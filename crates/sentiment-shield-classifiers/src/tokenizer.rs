//! Text normalization and word tokenization

/// A lowercase word-like unit and its position in the token sequence
#[derive(Debug, Clone, PartialEq, Eq)]
pub struct Token {
    pub text: String,
    pub position: usize,
}

impl Token {
    pub fn as_str(&self) -> &str {
        &self.text
    }
}

/// Split `text` into lowercase tokens.
///
/// Curly apostrophes become `'`. Anything that is not an ASCII word
/// character (`[a-z0-9_]`), whitespace, `'`, `!` or `?` becomes a space, so
/// `!` and `?` stay attached to the word they follow and accented letters
/// split a word.
pub fn tokenize(text: &str) -> Vec<Token> {
    let normalized: String = text
        .chars()
        .flat_map(char::to_lowercase)
        .map(|c| match c {
            '\u{2018}' | '\u{2019}' | '\u{02BC}' => '\'',
            c if is_kept(c) => c,
            _ => ' ',
        })
        .collect();

    normalized
        .split_whitespace()
        .enumerate()
        .map(|(position, word)| Token {
            text: word.to_string(),
            position,
        })
        .collect()
}

fn is_kept(c: char) -> bool {
    c.is_ascii_alphanumeric() || c == '_' || c.is_whitespace() || matches!(c, '\'' | '!' | '?')
}
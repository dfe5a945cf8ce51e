//! Error types for Sentiment Shield

/// Result type alias using Sentiment Shield's Error type
pub type Result<T> = std::result::Result<T, Error>;

/// Core error type for Sentiment Shield operations
#[derive(Debug, thiserror::Error)]
pub enum Error {
    /// Lexicon construction or validation errors
    #[error("lexicon error: {0}")]
    Lexicon(String),

    /// Policy or settings errors
    #[error("policy error: {0}")]
    Policy(String),

    /// Configuration errors
    #[error("configuration error: {0}")]
    Config(String),

    /// Persistent state errors
    #[error("store error: {0}")]
    Store(String),

    /// IO errors
    #[error("io error: {0}")]
    Io(#[from] std::io::Error),

    /// JSON serialization errors
    #[error("serialization error: {0}")]
    Serialization(#[from] serde_json::Error),

    /// YAML parsing errors
    #[error("yaml error: {0}")]
    Yaml(#[from] serde_yaml::Error),
}

impl Error {
    /// Create a new lexicon error
    pub fn lexicon(msg: impl Into<String>) -> Self {
        Self::Lexicon(msg.into())
    }

    /// Create a new policy error
    pub fn policy(msg: impl Into<String>) -> Self {
        Self::Policy(msg.into())
    }

    /// Create a new configuration error
    pub fn config(msg: impl Into<String>) -> Self {
        Self::Config(msg.into())
    }

    /// Create a new store error
    pub fn store(msg: impl Into<String>) -> Self {
        Self::Store(msg.into())
    }
}
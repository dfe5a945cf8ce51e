//! Analysis and blocking counters

use sentiment_shield_core::Category;
use serde::{Deserialize, Serialize};
use std::sync::atomic::{AtomicU64, Ordering};
use std::sync::Arc;
use std::time::Duration;
use tracing::trace;

/// Counter collector shared between the scanner and its host
#[derive(Clone, Default)]
pub struct StatsCollector {
    inner: Arc<StatsInner>,
}

#[derive(Default)]
struct StatsInner {
    analyzed: AtomicU64,
    blocked: AtomicU64,
}

impl StatsCollector {
    /// Create a collector starting at zero
    pub fn new() -> Self {
        Self::default()
    }

    /// Create a collector resuming from persisted counts
    pub fn from_snapshot(snapshot: StatsSnapshot) -> Self {
        Self {
            inner: Arc::new(StatsInner {
                analyzed: AtomicU64::new(snapshot.analyzed),
                blocked: AtomicU64::new(snapshot.blocked),
            }),
        }
    }

    /// Record one classified block and its latency; returns the new count
    pub fn record_analyzed(&self, latency: Duration) -> u64 {
        metrics::counter!("sentiment_shield_analyzed_total").increment(1);
        metrics::histogram!("sentiment_shield_classify_latency_us")
            .record(latency.as_micros() as f64);
        self.inner.analyzed.fetch_add(1, Ordering::Relaxed) + 1
    }

    /// Record a block; returns the new count
    pub fn record_blocked(&self, category: Category) -> u64 {
        metrics::counter!("sentiment_shield_blocked_total", "category" => category.as_str())
            .increment(1);
        self.inner.blocked.fetch_add(1, Ordering::Relaxed) + 1
    }

    /// Record a reveal; the blocked count never drops below zero
    pub fn record_revealed(&self) -> u64 {
        metrics::counter!("sentiment_shield_revealed_total").increment(1);
        let previous = self
            .inner
            .blocked
            .fetch_update(Ordering::Relaxed, Ordering::Relaxed, |n| Some(n.saturating_sub(1)))
            .unwrap_or(0);
        let current = previous.saturating_sub(1);
        trace!(blocked = current, "Reveal recorded");
        current
    }

    /// Reset both counters to zero
    pub fn reset(&self) {
        self.inner.analyzed.store(0, Ordering::Relaxed);
        self.inner.blocked.store(0, Ordering::Relaxed);
    }

    /// Get current counters
    pub fn snapshot(&self) -> StatsSnapshot {
        StatsSnapshot {
            analyzed: self.inner.analyzed.load(Ordering::Relaxed),
            blocked: self.inner.blocked.load(Ordering::Relaxed),
        }
    }
}

/// Snapshot of the counters
#[derive(Debug, Clone, Copy, Default, PartialEq, Eq, Serialize, Deserialize)]
pub struct StatsSnapshot {
    #[serde(default)]
    pub analyzed: u64,

    #[serde(default)]
    pub blocked: u64,
}

impl StatsSnapshot {
    /// Blocked share of analyzed content as a rounded percentage
    pub fn block_rate_percent(&self) -> u64 {
        if self.analyzed == 0 {
            0
        } else {
            (self.blocked as f64 / self.analyzed as f64 * 100.0).round() as u64
        }
    }
}

#[cfg(test)]
mod tests {
    use super::*;

    #[test]
    fn test_counters() {
        let stats = StatsCollector::new();
        assert_eq!(stats.record_analyzed(Duration::from_micros(40)), 1);
        assert_eq!(stats.record_analyzed(Duration::from_micros(60)), 2);
        assert_eq!(stats.record_blocked(Category::Anger), 1);

        let snapshot = stats.snapshot();
        assert_eq!(snapshot, StatsSnapshot { analyzed: 2, blocked: 1 });
        assert_eq!(snapshot.block_rate_percent(), 50);
    }

    #[test]
    fn test_reveal_saturates_at_zero() {
        let stats = StatsCollector::new();
        stats.record_blocked(Category::Toxic);
        assert_eq!(stats.record_revealed(), 0);
        assert_eq!(stats.record_revealed(), 0);
        assert_eq!(stats.snapshot().blocked, 0);
    }

    #[test]
    fn test_clones_share_counters() {
        let stats = StatsCollector::new();
        let other = stats.clone();
        other.record_analyzed(Duration::ZERO);
        assert_eq!(stats.snapshot().analyzed, 1);
    }

    #[test]
    fn test_resume_from_snapshot() {
        let stats = StatsCollector::from_snapshot(StatsSnapshot { analyzed: 9, blocked: 3 });
        assert_eq!(stats.record_analyzed(Duration::ZERO), 10);
        stats.reset();
        assert_eq!(stats.snapshot(), StatsSnapshot::default());
    }

    #[test]
    fn test_block_rate_rounding() {
        assert_eq!(StatsSnapshot { analyzed: 0, blocked: 0 }.block_rate_percent(), 0);
        assert_eq!(StatsSnapshot { analyzed: 3, blocked: 1 }.block_rate_percent(), 33);
        assert_eq!(StatsSnapshot { analyzed: 3, blocked: 2 }.block_rate_percent(), 67);
    }

    #[test]
    fn test_snapshot_tolerates_missing_fields() {
        let snapshot: StatsSnapshot = serde_json::from_str(r#"{"blocked": 4}"#).unwrap();
        assert_eq!(snapshot, StatsSnapshot { analyzed: 0, blocked: 4 });
    }
}
//! Sentiment Shield Policy
//!
//! Turns classification results into hide/show decisions.
//!
//! Provides:
//! - User settings (enabled flag, blocked categories, allow-list)
//! - Runtime settings updates with tolerant merging
//! - The policy filter with allow-list override and score threshold

pub mod filter;
pub mod settings;

pub use filter::{AllowReason, PolicyFilter, Verdict, DEFAULT_BLOCK_THRESHOLD};
pub use settings::{normalize_author, AllowList, BlockedCategories, Settings, SettingsUpdate};

/// Prelude for convenient imports
pub mod prelude {
    pub use crate::filter::{AllowReason, PolicyFilter, Verdict};
    pub use crate::settings::{AllowList, BlockedCategories, Settings, SettingsUpdate};
}
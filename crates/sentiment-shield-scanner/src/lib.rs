//! Sentiment Shield Scanner
//!
//! Host side of the shield: feeds page content through the classifier and
//! policy, remembers what was processed and hidden, and persists settings
//! and counters between runs.
//!
//! - [`scanner`]: per-block processing, dedup, reveal, forget and settings changes
//! - [`watcher`]: debounced event loop over host events
//! - [`store`]: JSON state file with atomic replacement
//! - [`config`]: layered configuration
//! - [`commands`]: implementations behind the `sentiment-shield` binary

pub mod cli;
pub mod commands;
pub mod config;
pub mod content;
pub mod notice;
pub mod scanner;
pub mod store;
pub mod watcher;

pub use config::{AppConfig, LogConfig, ScanConfig};
pub use content::ContentBlock;
pub use notice::BlockNotice;
pub use scanner::{ScanOutcome, ScanReport, Scanner};
pub use store::{PersistedState, StateStore};
pub use watcher::{HostEvent, WatcherHandle};
//! Content scanner
//!
//! Takes content blocks from the host, decides which ones to classify,
//! applies the policy and keeps track of what is currently hidden.
//!
//! Per block, in order:
//! 1. nothing happens while the shield is disabled
//! 2. an id already seen with the same text is skipped
//! 3. text shorter than `min_text_chars` is skipped
//! 4. allow-listed authors and keywords are skipped before classification
//! 5. otherwise the block is classified, counted and possibly blocked

use crate::config::ScanConfig;
use crate::content::ContentBlock;
use crate::notice::BlockNotice;
use crate::store::{PersistedState, StateStore};
use sentiment_shield_classifiers::Classifier;
use sentiment_shield_core::{Category, ClassificationResult, Result};
use sentiment_shield_policy::{AllowReason, PolicyFilter, Settings, SettingsUpdate};
use sentiment_shield_telemetry::StatsCollector;
use serde::Serialize;
use std::collections::{BTreeMap, HashMap};
use std::sync::Arc;
use std::time::Instant;
use tracing::{debug, info, warn};

/// What happened to one content block
#[derive(Debug, Clone, PartialEq, Serialize)]
#[serde(tag = "outcome", rename_all = "snake_case")]
pub enum ScanOutcome {
    /// Shield is turned off
    Disabled,

    /// Same id and text were already processed
    Duplicate,

    /// Text too short to be worth classifying
    TooShort,

    /// Allow-listed, never classified
    Allowed { reason: AllowReason },

    /// Classified and left visible
    Passed { result: ClassificationResult },

    /// Classified and hidden
    Blocked {
        notice: BlockNotice,
        result: ClassificationResult,
    },
}

impl ScanOutcome {
    pub fn is_blocked(&self) -> bool {
        matches!(self, Self::Blocked { .. })
    }

    fn skip_reason(&self) -> Option<&'static str> {
        match self {
            Self::Disabled => Some("disabled"),
            Self::Duplicate => Some("duplicate"),
            Self::TooShort => Some("too_short"),
            Self::Allowed { .. } => Some("allowed"),
            Self::Passed { .. } | Self::Blocked { .. } => None,
        }
    }
}

/// Outcome for a block, tagged with its id
#[derive(Debug, Clone, PartialEq, Serialize)]
pub struct ScanReport {
    pub id: String,

    #[serde(flatten)]
    pub outcome: ScanOutcome,
}

/// Stateful scanner over a stream of content blocks
pub struct Scanner {
    classifier: Arc<dyn Classifier>,
    filter: PolicyFilter,
    stats: StatsCollector,
    config: ScanConfig,
    /// id → fingerprint of the last processed text
    seen: HashMap<String, String>,
    /// id → category of currently hidden blocks
    active_blocks: BTreeMap<String, Category>,
    store: Option<StateStore>,
}

impl Scanner {
    /// Create a scanner without persistence
    pub fn new(
        classifier: Arc<dyn Classifier>,
        settings: Settings,
        stats: StatsCollector,
        config: ScanConfig,
    ) -> Result<Self> {
        config.validate()?;
        let filter = PolicyFilter::with_threshold(settings, config.block_threshold)?;
        Ok(Self {
            classifier,
            filter,
            stats,
            config,
            seen: HashMap::new(),
            active_blocks: BTreeMap::new(),
            store: None,
        })
    }

    /// Create a scanner resuming from, and persisting to, `store`
    pub fn open(classifier: Arc<dyn Classifier>, store: StateStore, config: ScanConfig) -> Result<Self> {
        let state = store.load()?;
        let stats = StatsCollector::from_snapshot(state.stats);
        let mut scanner = Self::new(classifier, state.settings, stats, config)?;
        scanner.store = Some(store);
        Ok(scanner)
    }

    pub fn settings(&self) -> &Settings {
        self.filter.settings()
    }

    pub fn stats(&self) -> &StatsCollector {
        &self.stats
    }

    pub fn config(&self) -> &ScanConfig {
        &self.config
    }

    pub fn classifier_name(&self) -> &str {
        self.classifier.name()
    }

    /// Whether `id` is currently hidden
    pub fn is_blocked(&self, id: &str) -> bool {
        self.active_blocks.contains_key(id)
    }

    /// Currently hidden blocks in id order
    pub fn active_blocks(&self) -> impl Iterator<Item = (&str, Category)> + '_ {
        self.active_blocks.iter().map(|(id, c)| (id.as_str(), *c))
    }

    /// Snapshot of what the store would hold
    pub fn state(&self) -> PersistedState {
        PersistedState {
            settings: self.settings().clone(),
            stats: self.stats.snapshot(),
        }
    }

    /// Process one block
    pub fn process(&mut self, block: &ContentBlock) -> ScanOutcome {
        let outcome = self.process_inner(block);
        if let Some(reason) = outcome.skip_reason() {
            metrics::counter!("sentiment_shield_skipped_total", "reason" => reason).increment(1);
            debug!(id = %block.id, reason, "Block skipped");
        }
        outcome
    }

    /// Process a batch, in order
    pub fn process_all<'a>(
        &mut self,
        blocks: impl IntoIterator<Item = &'a ContentBlock>,
    ) -> Vec<ScanReport> {
        blocks
            .into_iter()
            .map(|block| ScanReport {
                id: block.id.clone(),
                outcome: self.process(block),
            })
            .collect()
    }

    fn process_inner(&mut self, block: &ContentBlock) -> ScanOutcome {
        if !self.settings().enabled {
            return ScanOutcome::Disabled;
        }

        let block = block.normalized(self.config.max_text_chars);
        let fingerprint = block.fingerprint();
        match self.seen.insert(block.id.clone(), fingerprint.clone()) {
            Some(previous) if previous == fingerprint => return ScanOutcome::Duplicate,
            Some(_) => {
                if self.active_blocks.remove(&block.id).is_some() {
                    debug!(id = %block.id, "Content edited, dropping stale block");
                }
            }
            None => {}
        }

        if block.text.chars().count() < self.config.min_text_chars {
            return ScanOutcome::TooShort;
        }

        if let Some(reason) = self.filter.allow_list_match(&block.text, &block.author) {
            return ScanOutcome::Allowed { reason };
        }

        let started = Instant::now();
        let result = self.classifier.classify(&block.text);
        let analyzed = self.stats.record_analyzed(started.elapsed());

        match self.filter.should_block(&result) {
            Some(category) => {
                self.stats.record_blocked(category);
                self.active_blocks.insert(block.id.clone(), category);
                info!(
                    id = %block.id,
                    category = %category,
                    score = result.dominant_score,
                    confidence = result.confidence,
                    "Content blocked"
                );
                self.persist();
                ScanOutcome::Blocked {
                    notice: BlockNotice::new(category, result.confidence),
                    result,
                }
            }
            None => {
                if analyzed % self.config.persist_every == 0 {
                    self.persist();
                }
                ScanOutcome::Passed { result }
            }
        }
    }

    /// Apply a runtime settings change.
    ///
    /// Disabling reveals everything currently hidden without touching the
    /// counters. Processed ids are kept, so unchanged blocks stay skipped
    /// after re-enabling.
    pub fn apply_settings(&mut self, update: &SettingsUpdate) -> Result<()> {
        let mut settings = self.settings().clone();
        settings.apply(update);
        self.filter = PolicyFilter::with_threshold(settings, self.config.block_threshold)?;

        if !self.settings().enabled {
            let cleared = self.active_blocks.len();
            self.active_blocks.clear();
            info!(cleared, "Shield disabled, active blocks cleared");
        }

        self.persist();
        Ok(())
    }

    /// Reveal a hidden block; returns `false` when `id` was not blocked
    pub fn reveal(&mut self, id: &str) -> bool {
        if self.active_blocks.remove(id).is_none() {
            return false;
        }
        let blocked = self.stats.record_revealed();
        info!(id, blocked, "Content revealed");
        self.persist();
        true
    }

    /// Drop everything known about `id` once the host no longer shows it.
    ///
    /// Counters are untouched. Returns `false` when `id` was never processed.
    pub fn forget(&mut self, id: &str) -> bool {
        self.active_blocks.remove(id);
        let known = self.seen.remove(id).is_some();
        if known {
            debug!(id, tracked = self.seen.len(), "Block forgotten");
        }
        known
    }

    /// Number of ids with a remembered fingerprint
    pub fn tracked(&self) -> usize {
        self.seen.len()
    }

    /// Zero the counters and persist
    pub fn reset_stats(&mut self) {
        self.stats.reset();
        self.persist();
    }

    /// Write settings and counters to the store, if any.
    ///
    /// Failures are logged; scanning carries on with in-memory state.
    pub fn persist(&self) {
        if let Some(store) = &self.store {
            if let Err(e) = store.save(&self.state()) {
                warn!(path = %store.path().display(), error = %e, "Failed to persist state");
            }
        }
    }
}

◆ ◆ ◆ ◆ ◆ ◆ ◆

• DESCRIPTION OF THE TASK:
Scan the material above. Extract every line in which the word "PartialEq" occurs.

• EXERCISE RESULT:
#[derive(Debug, Clone, PartialEq, Eq)]
#[derive(Debug, Clone, Copy, Default, PartialEq, Eq, Serialize, Deserialize)]
#[derive(Debug, Clone, PartialEq, Serialize)]
#[derive(Debug, Clone, PartialEq, Serialize)]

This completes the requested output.